Critics may argue that the U.S. has jumped the gun, effectively endorsing Mr. Modi ahead of national elections due by May and abandoning a principled stand for human rights in favor of realpolitik. They are wrong. You can fault Washington for waiting until this close to an election to reach out to Mr. Modi. But the decision itself is eminently sensible.

The long U.S. estrangement with Mr. Modi dates back 12 years. In 2002, the then-newly sworn in chief minister failed to control riots that broke out after a Muslim mob burnt alive 59 Hindu pilgrims in a train. About 1,000 people died in the violence, three-fourths of them Muslim. For many people, Mr. Modi became a symbol of criminal negligence at best and an abettor of violence at worst. He has always denied any wrongdoing.

In 2005, ahead of a planned visit by Mr. Modi to address Indian-American hotel owners in Florida, the U.S. denied him a diplomatic visa. It also revoked his tourist visa under a rarely used law designed to punish violators of religious liberty. At the time, it seemed like an easy enough decision. Mr. Modi's party, the BJP, had been voted out of national power the previous year. The chief minister's own favorability ratings hovered in the low single digits. For much of India's liberal English-language press, he was effectively public enemy No. 1.

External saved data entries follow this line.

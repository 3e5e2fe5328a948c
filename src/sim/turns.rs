//! Turn detection
//!
//! A waypoint is a turn when the path bends there by more than a threshold
//! angle. Turns are the points where the player has to act.

use glam::Vec3;

use crate::angle_between_deg;

/// Indices of interior waypoints whose bend exceeds `min_angle_deg`.
///
/// The first and last waypoints are never turns. The result is strictly
/// increasing.
pub fn find_turns(points: &[Vec3], min_angle_deg: f32) -> Vec<usize> {
    if points.len() < 3 {
        return Vec::new();
    }
    (1..points.len() - 1)
        .filter(|&i| {
            let incoming = points[i] - points[i - 1];
            let outgoing = points[i + 1] - points[i];
            angle_between_deg(incoming, outgoing) > min_angle_deg
        })
        .collect()
}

Under scrutiny, the most damning charge—that he allowed enraged Hindu mobs to retaliate against innocent Muslims after the train burning—collapsed for lack of evidence. Two years ago, an investigation ordered by the Supreme Court exonerated Mr. Modi. In December last year, another court upheld the investigation.

As India's painfully slow investigative and legal processes churned their way toward conclusions, Mr. Modi scripted one of the most remarkable comebacks in modern Indian politics. His ticket to national political rebirth: the economy.

On Mr. Modi's watch, Gujarat, long among India's better-run states, has become a standout performer. The state grew at a tigerish double-digit average for a decade and established a reputation as one of the few places in India where government rolled out the red carpet for investors rather than the usual red tape.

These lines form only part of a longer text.